Donald Trump will return to the White House after winning a fiercely fought election against Democrat vice-president Kamala Harris, leaving investors looking for parts of the market that will benefit under the new Republican administration.
The immediate market reaction once it became clear that Trump had won the presidential election was a rise in the dollar and bond yields but investors will also be looking at the long-term implications of the result.
Analysts at Saxo Bank noted that elections can be followed by “considerable volatility and new trends” so investors will have to decide whether or how they adjust their investment strategy now Trump has won the race to the White House.
“The 2024 US presidential election stands out due to its unique circumstances: the assassination attempt on Donald Trump, Joe Biden stepping down, Kamala Harris’ quick takeover to name a few,” they said.
“Historically, the connection between election outcomes and markets has been inconsistent, but these dynamics add uncertainty that could translate into the markets.”
For a comprehensive overview of what a Trump presidency might mean for markets, take a look at this very detailed article by Mirabaud senior investment specialist John Plassard.
Saxo’s analysts added that there are three broad strategies investors can take from here: keep calm and carry on (investors with a well-diversified portfolio and a long-term investment horizon are likely to just stick to their strategy); prepare for volatility (investors with one or a few stocks in their portfolio should diversify to mitigate risks); or seek election-driven opportunities (adventurous investors could look for assets that could benefit from a Trump administration).
Justin Onuekwusi, chief investment officer at St. James’s Place, noted that the 2024 presidential election will have consequences beyond November – with the run-up to January’s inauguration and the first 100 days of the new administration being crucial milestones.
“Investors will closely monitor policy shifts, as the first 100 days will be critical in shaping the market landscape and setting the tone for economic growth, inflation management, and sector performance for the coming years,” he continued.
“Markets will react swiftly to the policy direction set during this period.”
Onuekwusi said a Trump-led administration is expected to focus on deregulation, higher tariffs on foreign goods, tax cuts and policies favouring traditional energy sectors, potentially boosting short-term market confidence but raising concerns over geopolitical stability and fiscal discipline.
This contrasts with what might have come with a Harris presidency: a prioritisation of social inclusion, climate action and economic equity, which could have boosted sectors like green energy but might have increased regulation on fossil fuel and technology companies.
For those seeking to tweak portfolios for a Trump presidency, AJ Bell investment analyst Dan Coatsworth highlighted defence contractors, oil & gas producers and cryptocurrencies as the key assets to watch.
“His previous term as president is associated with a strong run for the stock market whereas Biden – and therefore Harris by default – was clouded by a period of high inflation and high interest rates,” he said.

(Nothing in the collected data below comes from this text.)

use anyhow::Result;
use async_trait::async_trait;
use futures::stream::{BoxStream, StreamExt};
use serde_json::json;

use crate::sse::parse_sse_stream;
use crate::types::*;
use crate::{Provider, ProviderError};

const DEFAULT_BASE_URL: &str = "https://api.openai.com/v1";
const DEFAULT_MODEL: &str = "gpt-5.2";

pub fn default_models() -> Vec<ModelInfo> {
    vec![
        ModelInfo {
            id: "gpt-5.2".into(),
            name: "GPT-5.2".into(),
            provider: "openai".into(),
            context_window: 272_000,
            max_output_tokens: 100_000,
            supports_tools: true,
            supports_streaming: true,
            supports_vision: true,
            input_price_per_m: 2.0,
            output_price_per_m: 8.0,
            cache_read_price_per_m: 0.5,
            cache_write_price_per_m: 0.0,
            tier: ModelTier::Advanced,
            thinking: Some(ThinkingSupport::openai_reasoning()),
        },
        ModelInfo {
            id: "gpt-5.2-mini".into(),
            name: "GPT-5.2 Mini".into(),
            provider: "openai".into(),
            context_window: 272_000,
            max_output_tokens: 100_000,
            supports_tools: true,
            supports_streaming: true,
            supports_vision: true,
            input_price_per_m: 0.3,
            output_price_per_m: 1.2,
            cache_read_price_per_m: 0.05,
            cache_write_price_per_m: 0.0,
            tier: ModelTier::Standard,
            thinking: Some(ThinkingSupport::openai_reasoning()),
        },
        ModelInfo {
            id: "gpt-5.2-nano".into(),
            name: "GPT-5.2 Nano".into(),
            provider: "openai".into(),
            context_window: 128_000,
            max_output_tokens: 32_000,
            supports_tools: true,
            supports_streaming: true,
            supports_vision: false,
            input_price_per_m: 0.05,
            output_price_per_m: 0.2,
            cache_read_price_per_m: 0.01,
            cache_write_price_per_m: 0.0,
            tier: ModelTier::Light,
            thinking: None,
        },
    ]
}

pub struct OpenAIProvider {
    client: reqwest::Client,
    base_url: String,
    api_key: String,
    default_model: String,
    models: Vec<ModelInfo>,
}

impl OpenAIProvider {
    pub fn new(api_key: String, base_url: Option<String>, model: Option<String>) -> Self {
        Self {
            client: reqwest::Client::builder()
                .timeout(std::time::Duration::from_secs(120))
                .build()
                .unwrap_or_default(),
            base_url: base_url.unwrap_or_else(|| DEFAULT_BASE_URL.to_string()),
            api_key,
            default_model: model.unwrap_or_else(|| DEFAULT_MODEL.to_string()),
            models: default_models(),
        }
    }

    pub fn with_models(mut self, models: Vec<ModelInfo>) -> Self {
        if !models.is_empty() {
            self.models = models;
        }
        self
    }

    fn build_messages(&self, request: &ChatRequest) -> Vec<serde_json::Value> {
        let mut msgs = Vec::new();
        if let Some(system) = &request.system {
            msgs.push(json!({"role": "system", "content": system}));
        }
        for msg in &request.messages {
            msgs.push(match &msg.content {
                MessageContent::Text(text) => json!({
                    "role": role_str(&msg.role),
                    "content": text,
                }),
                MessageContent::Parts(parts) => {
                    let content: Vec<serde_json::Value> = parts
                        .iter()
                        .map(|p| match p {
                            ContentPart::Text { text } => json!({"type": "text", "text": text}),
                            ContentPart::Image { media_type, data } => json!({
                                "type": "image_url",
                                "image_url": {"url": format!("data:{media_type};base64,{data}")}
                            }),
                            ContentPart::ToolUse { id, name, input } => json!({
                                "type": "function",
                                "id": id,
                                "function": {"name": name, "arguments": input.to_string()},
                            }),
                            ContentPart::ToolResult { tool_use_id, content } => json!({
                                "role": "tool",
                                "tool_call_id": tool_use_id,
                                "content": content,
                            }),
                        })
                        .collect();
                    json!({"role": role_str(&msg.role), "content": content})
                }
            });
        }
        msgs
    }

    fn build_tools(&self, tools: &[ToolDefinition]) -> Vec<serde_json::Value> {
        tools
            .iter()
            .map(|t| {
                json!({
                    "type": "function",
                    "function": {
                        "name": t.name,
                        "description": t.description,
                        "parameters": t.parameters,
                    }
                })
            })
            .collect()
    }

    fn request(&self, url: &str) -> reqwest::RequestBuilder {
        self.client
            .post(url)
            .header("Authorization", format!("Bearer {}", self.api_key))
    }
}

fn role_str(role: &Role) -> &'static str {
    match role {
        Role::System => "system",
        Role::User => "user",
        Role::Assistant => "assistant",
        Role::Tool => "tool",
    }
}

#[async_trait]
impl Provider for OpenAIProvider {
    fn name(&self) -> &str {
        "openai"
    }

    fn supported_models(&self) -> &[ModelInfo] {
        &self.models
    }

    async fn chat(&self, request: &ChatRequest) -> Result<ChatResponse> {
        let model = if request.model.is_empty() {
            &self.default_model
        } else {
            &request.model
        };

        let mut body = json!({
            "model": model,
            "messages": self.build_messages(request),
        });
        if let Some(max_tokens) = request.max_tokens {
            body["max_tokens"] = json!(max_tokens);
        }
        if let Some(temp) = request.temperature {
            body["temperature"] = json!(temp);
        }
        if !request.tools.is_empty() {
            body["tools"] = json!(self.build_tools(&request.tools));
        }

        let url = format!("{}/chat/completions", self.base_url);
        let resp = self.request(&url).json(&body).send().await?;

        let status = resp.status();
        if !status.is_success() {
            let retry_after = resp
                .headers()
                .get("retry-after")
                .and_then(|v| v.to_str().ok())
                .map(|s| s.to_string());
            let body = resp.text().await.unwrap_or_default();
            return Err(
                ProviderError::from_http(status.as_u16(), body, retry_after.as_deref()).into(),
            );
        }

        let data: serde_json::Value = resp.json().await?;
        let choice = &data["choices"][0];
        let content = choice["message"]["content"].as_str().unwrap_or("").to_string();
        let cached = data["usage"]["prompt_tokens_details"]["cached_tokens"]
            .as_u64()
            .unwrap_or(0) as u32;

        Ok(ChatResponse {
            message: Message {
                role: Role::Assistant,
                content: MessageContent::Text(content),
            },
            usage: Some(Usage {
                input_tokens: data["usage"]["prompt_tokens"].as_u64().unwrap_or(0) as u32,
                output_tokens: data["usage"]["completion_tokens"].as_u64().unwrap_or(0) as u32,
                cache_read_tokens: cached,
                cache_creation_tokens: 0,
            }),
            finish_reason: choice["finish_reason"].as_str().map(String::from),
        })
    }

    async fn chat_stream(
        &self,
        request: &ChatRequest,
    ) -> Result<BoxStream<'static, Result<StreamEvent>>> {
        let model = if request.model.is_empty() {
            &self.default_model
        } else {
            &request.model
        };

        let mut body = json!({
            "model": model,
            "messages": self.build_messages(request),
            "stream": true,
            "stream_options": {"include_usage": true},
        });
        if let Some(max_tokens) = request.max_tokens {
            body["max_tokens"] = json!(max_tokens);
        }
        if let Some(temp) = request.temperature {
            body["temperature"] = json!(temp);
        }
        if !request.tools.is_empty() {
            body["tools"] = json!(self.build_tools(&request.tools));
        }

        let url = format!("{}/chat/completions", self.base_url);
        let resp = self.request(&url).json(&body).send().await?;

        let status = resp.status();
        if !status.is_success() {
            let retry_after = resp
                .headers()
                .get("retry-after")
                .and_then(|v| v.to_str().ok())
                .map(|s| s.to_string());
            let body = resp.text().await.unwrap_or_default();
            return Err(
                ProviderError::from_http(status.as_u16(), body, retry_after.as_deref()).into(),
            );
        }

        let sse_stream = parse_sse_stream(resp);
        let event_stream = sse_stream.map(|result| {
            result.and_then(|sse| {
                let data: serde_json::Value = serde_json::from_str(&sse.data)?;

                if let Some(usage) = data.get("usage").filter(|u| u.is_object()) {
                    let cached = usage["prompt_tokens_details"]["cached_tokens"]
                        .as_u64()
                        .unwrap_or(0) as u32;
                    return Ok(StreamEvent::Usage(Usage {
                        input_tokens: usage["prompt_tokens"].as_u64().unwrap_or(0) as u32,
                        output_tokens: usage["completion_tokens"].as_u64().unwrap_or(0) as u32,
                        cache_read_tokens: cached,
                        cache_creation_tokens: 0,
                    }));
                }

                if data["choices"][0]["finish_reason"].is_string() {
                    return Ok(StreamEvent::Done);
                }

                let delta = &data["choices"][0]["delta"];
                if let Some(content) = delta["content"].as_str() {
                    return Ok(StreamEvent::TextDelta(content.to_string()));
                }

                if let Some(tool_calls) = delta["tool_calls"].as_array() {
                    for tc in tool_calls {
                        let index = tc["index"].as_u64().unwrap_or(0) as u32;
                        if let Some(function) = tc.get("function") {
                            if let Some(name) = function["name"].as_str() {
                                return Ok(StreamEvent::ToolCallStart {
                                    index,
                                    id: tc["id"].as_str().unwrap_or("").to_string(),
                                    name: name.to_string(),
                                });
                            }
                            if let Some(args) = function["arguments"].as_str() {
                                return Ok(StreamEvent::ToolCallDelta {
                                    index,
                                    arguments_delta: args.to_string(),
                                });
                            }
                        }
                    }
                }

                Ok(StreamEvent::TextDelta(String::new()))
            })
        });

        Ok(Box::pin(event_stream))
    }
}
//! Parses a role's final structured answer (spec.md §4.9 step 5) and
//! resolves each cited reference against the project root / known ids.
//! Findings whose reference fails to resolve are dropped, never silently
//! kept, per spec.md §4.9 step 6 and the `FindingWithoutReference` kind.

use std::path::Path;

use crate::model::{Finding, Reference, Severity, Verdict};

pub struct ReferenceResolver<'a> {
    pub project_root: &'a Path,
    pub known_exception_ids: &'a [String],
}

impl<'a> ReferenceResolver<'a> {
    pub fn resolve(&self, reference: &str) -> Option<Reference> {
        let reference = reference.trim();
        if let Some(rest) = reference.strip_prefix("ADR-") {
            return self.adr_exists(rest).then(|| Reference::Adr(rest.to_string()));
        }
        if let Some(rest) = reference.strip_prefix("JRN-") {
            return self
                .journey_exists(rest)
                .then(|| Reference::Journey(rest.to_string()));
        }
        if let Some(rest) = reference.strip_prefix("EXC-") {
            return self
                .known_exception_ids
                .iter()
                .any(|id| id == rest || id == reference)
                .then(|| Reference::Exception(rest.to_string()));
        }
        if let Some((path, line)) = reference.rsplit_once(':') {
            if let Ok(line_no) = line.parse::<u32>() {
                let full = self.project_root.join(path);
                if full.exists() {
                    return Some(Reference::FileLine(path.to_string(), line_no));
                }
            }
        }
        None
    }

    fn adr_exists(&self, id: &str) -> bool {
        let dir = self.project_root.join("docs/adr");
        let exact = dir.join(format!("ADR-{id}.md"));
        if exact.is_file() {
            return true;
        }
        let Ok(entries) = std::fs::read_dir(&dir) else {
            return false;
        };
        let prefix = format!("ADR-{id}-");
        entries.filter_map(|e| e.ok()).any(|e| {
            e.file_name()
                .to_string_lossy()
                .starts_with(&prefix)
        })
    }

    fn journey_exists(&self, id: &str) -> bool {
        self.project_root
            .join("journeys")
            .join(format!("{id}.yaml"))
            .is_file()
    }
}

#[derive(Debug, Default)]
pub struct ParsedRoleAnswer {
    pub verdict: Option<Verdict>,
    pub findings: Vec<Finding>,
    /// Count of references the role cited that failed to resolve; feeds the
    /// hallucination-rate metric.
    pub unresolved_references: usize,
}

/// Parses the `VERDICT: .. / FINDINGS: .. / REFERENCES: ..` block. Tolerant
/// of extra prose before/after -- only lines matching the schema's shape
/// are consumed.
pub fn parse_role_answer(role: &str, text: &str, resolver: &ReferenceResolver) -> ParsedRoleAnswer {
    let mut out = ParsedRoleAnswer::default();

    for line in text.lines() {
        let trimmed = line.trim();
        if let Some(rest) = trimmed.strip_prefix("VERDICT:") {
            let v = rest.trim().to_uppercase();
            out.verdict = match v.as_str() {
                "PASS" => Some(Verdict::Pass),
                "BLOCK" => Some(Verdict::Block),
                _ => None,
            };
            continue;
        }

        if let Some(rest) = trimmed.strip_prefix("- ") {
            if let Some((message, source)) = split_finding_line(rest) {
                let resolved = resolver.resolve(&source);
                match resolved {
                    Some(reference) => {
                        out.findings.push(Finding {
                            role: role.to_string(),
                            severity: Severity::Block,
                            message: message.to_string(),
                            references: vec![reference],
                            chunk_id: None,
                        });
                    }
                    None => {
                        out.unresolved_references += 1;
                    }
                }
            }
        }
    }

    if out.verdict.is_none() {
        out.verdict = Some(Verdict::NeedsInfo);
    }

    // A gatekeeper role whose only surviving content is dropped findings
    // (everything unresolved) cannot claim BLOCK on citation-free grounds.
    if out.verdict == Some(Verdict::Block) && out.findings.is_empty() {
        out.verdict = Some(Verdict::NeedsInfo);
    }

    out
}

fn split_finding_line(line: &str) -> Option<(&str, String)> {
    let open = line.rfind("(Source:")?;
    let close = line[open..].find(')')?;
    let message = line[..open].trim();
    let source = line[open + "(Source:".len()..open + close].trim().to_string();
    Some((message, source))
}

#[cfg(test)]
mod tests {
    use super::*;

    #[test]
    fn resolves_a_file_line_reference_that_exists_on_disk() {
        let tmp = tempfile::tempdir().unwrap();
        std::fs::write(tmp.path().join("a.rs"), "fn main() {}\n").unwrap();
        let resolver = ReferenceResolver {
            project_root: tmp.path(),
            known_exception_ids: &[],
        };
        assert!(resolver.resolve("a.rs:1").is_some());
        assert!(resolver.resolve("missing.rs:1").is_none());
    }

    #[test]
    fn parses_a_full_verdict_block_and_drops_unresolved_findings() {
        let tmp = tempfile::tempdir().unwrap();
        std::fs::write(tmp.path().join("check.py"), "ai_service = AIService()\n").unwrap();
        let resolver = ReferenceResolver {
            project_root: tmp.path(),
            known_exception_ids: &[],
        };
        let text = "VERDICT: BLOCK\nFINDINGS:\n- module-level instantiation (Source: check.py:1)\n- ghost issue (Source: nowhere.py:9)\nREFERENCES:\n- ADR-025: reason\n";
        let parsed = parse_role_answer("architect", text, &resolver);
        assert_eq!(parsed.verdict, Some(Verdict::Block));
        assert_eq!(parsed.findings.len(), 1);
        assert_eq!(parsed.unresolved_references, 1);
    }

    #[test]
    fn block_verdict_with_no_surviving_findings_downgrades_to_needs_info() {
        let tmp = tempfile::tempdir().unwrap();
        let resolver = ReferenceResolver {
            project_root: tmp.path(),
            known_exception_ids: &[],
        };
        let text = "VERDICT: BLOCK\nFINDINGS:\n- ghost (Source: nowhere.py:9)\n";
        let parsed = parse_role_answer("architect", text, &resolver);
        assert_eq!(parsed.verdict, Some(Verdict::NeedsInfo));
    }
}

“That put Trump at an advantage in the current election campaign as the cost-of-living crisis has been difficult for the general public and they’re looking for someone to find solutions."
“[But] Trump may not be the solution to a high cost-of-living as his policies are likely to drive up inflation. He wants to impose big tariffs on imported goods (60% from China, up to 20% on the rest of the world) which would significantly push up prices as the extra costs are passed onto the customer.”
Coatsworth said a trade war is the biggest risk to markets under another Trump presidency, as heavy tariffs on imported goods would upset countries that have historically profited from selling into the US. His tendency to provoke foreign leaders with his comments is another problem for markets.
That said, Trump’s desire to cut corporation tax from 21% to 15% for companies that make their products in the US will appeal to many business leaders.
Coatsworth continued: “Trump is expected to strengthen America’s defences which creates more opportunities for defence companies.”
He highlighted VanEck Defense UCITS ETF, which has 64% of its portfolio in US-listed defence stocks. These include American government contractor Booz Allen Hamilton, data insights provider Palantir Technologies and defence, aviation, information technology and biomedical research company Leidos, all of which have contracts with the US military.
“A Trump election victory could also create a tailwind for domestic fossil fuel producers in an effort to fortify America’s energy security,” Coatsworth said.
The iShares Oil & Gas Exploration & Production UCITS ETF is one option suggested by the AJ Bell investment analyst as it has two-thirds of its assets in US-listed businesses, including EOG Resources – one of America’s key oil & gas players.
Finally, Coatsworth said cryptocurrencies could be among the biggest winners now Trump is returning to the White House, as he has pledged to make the US “the crypto capital of the planet” and to build a strategic reserve of bitcoin.